Exercise for elderly

Exercise for elderly citizens are very important. Senior citizens today are more health conscious than ever before. This may be way people are living longer than in previous generations. Many senior citizens group are encouraging seniors to get out and exercise for fitness. In 1995 the ACSM and CDC issued a preventive recommendation that every adult should accumulate 30 minutes or more of moderate intensity physical exercise on most, preferably all days of the week. The recommendations are identical to those from the W.H.O. regional office for Europe. ACSM and American Heart Association have recently amended these recommendations and made separate recommendations for all adults age 65 years and adults aged 50 – 64 years with clinically significant disease impairments and limitations.

The W.H.O recommendations have remained the same. Because of the diverse disease actiology in older adults, a global recommendation is difficult to embrace completely. This difficulty is partly related to potential safety concerns in this diverse group. But it is becoming clear that types and intensity of exercise being recommended are relatively save in older adult take a multifactorial approach to physical activity by performing acrobic, strength and flexibility exercise. Additionally, older adults should have an activity
plan that incorporates each category of activity. But also they should consider how, when and where physical activity will be performed. Physical activity will be performed. Starters should begin by performing shorter period of tome and gradually towards more continuous approach. The guidelines for physical exercise for elderly are the same as for younger adults, with a few differences, according to the American College of Sports Medicine (ACSM). Following a few tips for incorporating exercise into your daily routine improve fitness and help prevent injury.

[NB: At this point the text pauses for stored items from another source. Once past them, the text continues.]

//! Handler for `POST /dashboard`.

use axum::{
  Json,
  extract::{State, rejection::JsonRejection},
};
use chrono::Utc;
use wellspring_core::{
  store::WellnessStore,
  tracker::{self, Dashboard},
};

use crate::{ApiError, ApiState, OwnerBody, require_owner};

/// `POST /dashboard`
pub async fn handler<S>(
  State(state): State<ApiState<S>>,
  payload: Result<Json<OwnerBody>, JsonRejection>,
) -> Result<Json<Dashboard>, ApiError>
where
  S: WellnessStore,
{
  let Json(body) = payload?;
  let owner = require_owner(body.uid.as_deref())?;
  let today = Utc::now().date_naive();

  let dashboard = tracker::dashboard(&*state.store, &owner, today)
    .await
    .map_err(ApiError::store)?;
  Ok(Json(dashboard))
}
//! AES-256-GCM encryption for refresh tokens at rest

use aes_gcm::aead::{Aead, KeyInit};
use aes_gcm::{Aes256Gcm, Key, Nonce};
use base64::Engine;
use base64::engine::general_purpose::STANDARD as base64_engine;
use rand::RngExt;

use crate::error::{Error, Result};

const NONCE_LEN: usize = 12;

/// A 256-bit key held for the lifetime of the store, zeroized on drop.
pub struct EncryptionKey(common::Secret<[u8; 32]>);

impl EncryptionKey {
    pub fn new(bytes: [u8; 32]) -> Self {
        Self(common::Secret::new(bytes))
    }

    fn cipher(&self) -> Aes256Gcm {
        Aes256Gcm::new(Key::<Aes256Gcm>::from_slice(self.0.expose()))
    }
}

/// Encrypt `plaintext`, returning base64 ciphertext and base64 nonce.
pub fn encrypt(key: &EncryptionKey, plaintext: &str) -> Result<(String, String)> {
    let mut nonce_bytes = [0u8; NONCE_LEN];
    rand::rng().fill(&mut nonce_bytes);
    let nonce = Nonce::from_slice(&nonce_bytes);

    let ciphertext = key
        .cipher()
        .encrypt(nonce, plaintext.as_bytes())
        .map_err(|e| Error::Encryption(format!("encrypting refresh token: {e}")))?;

    Ok((
        base64_engine.encode(ciphertext),
        base64_engine.encode(nonce_bytes),
    ))
}

/// Decrypt a base64 ciphertext/nonce pair produced by [`encrypt`].
pub fn decrypt(key: &EncryptionKey, ciphertext_b64: &str, nonce_b64: &str) -> Result<String> {
    let ciphertext = base64_engine
        .decode(ciphertext_b64)
        .map_err(|e| Error::Encryption(format!("decoding ciphertext: {e}")))?;
    let nonce_bytes = base64_engine
        .decode(nonce_b64)
        .map_err(|e| Error::Encryption(format!("decoding nonce: {e}")))?;
    if nonce_bytes.len() != NONCE_LEN {
        return Err(Error::Encryption("nonce has unexpected length".into()));
    }
    let nonce = Nonce::from_slice(&nonce_bytes);

    let plaintext = key
        .cipher()
        .decrypt(nonce, ciphertext.as_slice())
        .map_err(|e| Error::Encryption(format!("decrypting refresh token: {e}")))?;

    String::from_utf8(plaintext).map_err(|e| Error::Encryption(format!("non-utf8 plaintext: {e}")))
}
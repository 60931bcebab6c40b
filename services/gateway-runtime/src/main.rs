//! Gateway runtime entry point
//!
//! Initializes tracing, loads configuration, builds the `Runtime` (the
//! credential and allocation cores plus their collaborators), starts the
//! health checker, and waits for a shutdown signal. No HTTP listener, admin
//! router, or proxy handler lives here — request handling belongs to the
//! out-of-scope collaborators.

mod config;
mod runtime;

use anyhow::{Context, Result};
use tracing::info;
use tracing_subscriber::EnvFilter;
use tracing_subscriber::{layer::SubscriberExt, util::SubscriberInitExt};

use crate::config::Config;
use crate::runtime::Runtime;

#[tokio::main]
async fn main() -> Result<()> {
    tracing_subscriber::registry()
        .with(
            EnvFilter::try_from_env("LOG_LEVEL")
                .or_else(|_| EnvFilter::try_from_default_env())
                .unwrap_or_else(|_| EnvFilter::new("info")),
        )
        .with(tracing_subscriber::fmt::layer().json())
        .init();

    info!("starting gateway-runtime");

    let args: Vec<String> = std::env::args().collect();
    let cli_config_path = args
        .iter()
        .position(|a| a == "--config")
        .and_then(|i| args.get(i + 1))
        .map(|s| s.as_str());

    let config_path = Config::resolve_path(cli_config_path);
    info!(path = %config_path.display(), "loading configuration");

    let config = Config::load(&config_path)
        .with_context(|| format!("failed to load config from {}", config_path.display()))?;

    info!(
        region = %config.identity.region,
        strategy = ?config.allocation.token_allocation_strategy,
        self_use_mode = config.allocation.self_use_mode,
        "configuration loaded"
    );

    let encryption_key = load_encryption_key()?;
    let runtime = Runtime::build(&config, encryption_key)
        .await
        .context("failed to build runtime")?;

    runtime.health_checker.start().await;
    info!("health checker started");

    shutdown_signal().await;

    runtime.health_checker.stop().await;
    info!("shutdown complete");
    Ok(())
}

/// Load the at-rest encryption key for the identity store from the
/// `GATEWAY_ENCRYPTION_KEY` environment variable (64 hex chars, 32 bytes).
fn load_encryption_key() -> Result<store::EncryptionKey> {
    let hex = std::env::var("GATEWAY_ENCRYPTION_KEY")
        .context("GATEWAY_ENCRYPTION_KEY must be set to a 64-character hex string")?;
    if hex.len() != 64 {
        anyhow::bail!("GATEWAY_ENCRYPTION_KEY must be exactly 64 hex characters (32 bytes)");
    }
    let mut bytes = [0u8; 32];
    for (i, chunk) in hex.as_bytes().chunks(2).enumerate() {
        let s = std::str::from_utf8(chunk).context("invalid hex in GATEWAY_ENCRYPTION_KEY")?;
        bytes[i] = u8::from_str_radix(s, 16).context("invalid hex in GATEWAY_ENCRYPTION_KEY")?;
    }
    Ok(store::EncryptionKey::new(bytes))
}

/// Wait for SIGTERM or SIGINT for graceful shutdown.
async fn shutdown_signal() {
    let ctrl_c = async {
        tokio::signal::ctrl_c()
            .await
            .expect("failed to install Ctrl+C handler");
    };

    #[cfg(unix)]
    let terminate = async {
        tokio::signal::unix::signal(tokio::signal::unix::SignalKind::terminate())
            .expect("failed to install SIGTERM handler")
            .recv()
            .await;
    };

    #[cfg(not(unix))]
    let terminate = std::future::pending::<()>();

    tokio::select! {
        _ = ctrl_c => info!("received SIGINT, shutting down"),
        _ = terminate => info!("received SIGTERM, shutting down"),
    }
}
//! Lazily-constructed, cached credential managers
//!
//! One process-wide mutex guards only the id → manager map. Each manager
//! owns its own finer-grained lock, so contention on the map never blocks a
//! refresh in progress.

use std::collections::HashMap;
use std::sync::Arc;

use tokio::sync::Mutex;

use common::Clock;
use store::PersistentStore;

use crate::error::{Error, Result};
use crate::manager::CredentialManager;

/// Maps identity id → `CredentialManager`, constructing on first use.
pub struct ManagerRegistry {
    store: Arc<dyn PersistentStore>,
    clock: Arc<dyn Clock>,
    http_client: reqwest::Client,
    refresh_threshold_secs: u64,
    managers: Mutex<HashMap<u64, Arc<CredentialManager>>>,
}

impl ManagerRegistry {
    pub fn new(store: Arc<dyn PersistentStore>, clock: Arc<dyn Clock>, http_client: reqwest::Client) -> Self {
        Self::with_refresh_threshold_secs(
            store,
            clock,
            http_client,
            crate::manager::DEFAULT_REFRESH_THRESHOLD_SECS,
        )
    }

    pub fn with_refresh_threshold_secs(
        store: Arc<dyn PersistentStore>,
        clock: Arc<dyn Clock>,
        http_client: reqwest::Client,
        refresh_threshold_secs: u64,
    ) -> Self {
        Self {
            store,
            clock,
            http_client,
            refresh_threshold_secs,
            managers: Mutex::new(HashMap::new()),
        }
    }

    /// Return the cached manager for `identity_id`, constructing it from the
    /// store on first use. Fails with `CredentialsMissing` if the identity
    /// has no recoverable credentials.
    pub async fn get_or_create(&self, identity_id: u64) -> Result<Arc<CredentialManager>> {
        let mut managers = self.managers.lock().await;
        if let Some(existing) = managers.get(&identity_id) {
            return Ok(Arc::clone(existing));
        }

        let identity = self
            .store
            .get_identity(identity_id)
            .await?
            .ok_or(Error::CredentialsMissing(identity_id))?;
        let creds = self
            .store
            .get_token_credentials(identity_id)
            .await?
            .ok_or(Error::CredentialsMissing(identity_id))?;

        let manager = Arc::new(
            CredentialManager::new(
                identity_id,
                identity.region.clone(),
                creds.refresh_token,
                creds.client_id,
                creds.client_secret,
                None,
                Arc::clone(&self.store),
                Arc::clone(&self.clock),
                self.http_client.clone(),
            )
            .with_refresh_threshold_secs(self.refresh_threshold_secs),
        );

        managers.insert(identity_id, Arc::clone(&manager));
        Ok(manager)
    }

    /// Remove a cached manager, e.g. on identity deletion. A subsequent
    /// `get_or_create` reconstructs it from the store.
    pub async fn evict(&self, identity_id: u64) {
        self.managers.lock().await.remove(&identity_id);
    }

    pub async fn len(&self) -> usize {
        self.managers.lock().await.len()
    }
}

Tips on Exercise for elderly

Consult a doctor first: before starting any exercise program, consult a doctor on health care professional to make sure physical activity will not affect any pre-existing condition.

See a personal trainer: Consult a personal trainer or health care professional to assess your fitness level and to design program that fits your needs and abilities. It is always better to start slow and work up to a more rigorous program. A personal trainer can keep your challenge while preventing injury.

Start slowly: Walking can be the starts of fitness program. This low-intensity exercise will increase physical fitness and as a weight-bearing exercise will help maintain bone density, according to the ACSM. Short walks between 10 and 15 minutes long twice a day will fulfill the American Heart Association guidelines for 30 minutes of acrobic activity daily.

Get proper shoes: Be sure to purchase the proper shoes for the type of exercise you will be doing. For example, running shoes are different from tennis shoes. Getting the proper fit shoes will make exercise more easy and enjoyable.

Work out with friends: Exercise for elderly is more fun with a friend to talk with while exercising. Friends help motivate you. They will encourage you to reach your goal and praise you when you succeed. Having an obligation to meet some one will make it hard to miss the walk on work out. If friends are not available to work out, seek out a walking group or, other exercise group in your community.

Stretch: Be sure to stretch for 10 to 15 minutes each day. Flexibility is just as important as acrobic activity. The ACSM recommends repeating is important for joint mobility. Yoga is a low-impact exercise that provides stretching, toning and relaxation. More and more seniors are practicing yoga for overall flexibility and range-of-motion control.

Weigh and measure: You need to weigh once per week and keep the results in a journal once per week and keep the results in a journal once a month monitor your progress and take corrective actions. Mirror can be your guide: Stand in front of a mirror. Examine yourself seeing your image on the mirror. See whether you are getting too fat or thin or weak. Consult with your physician and take necessary steps to correct the problem.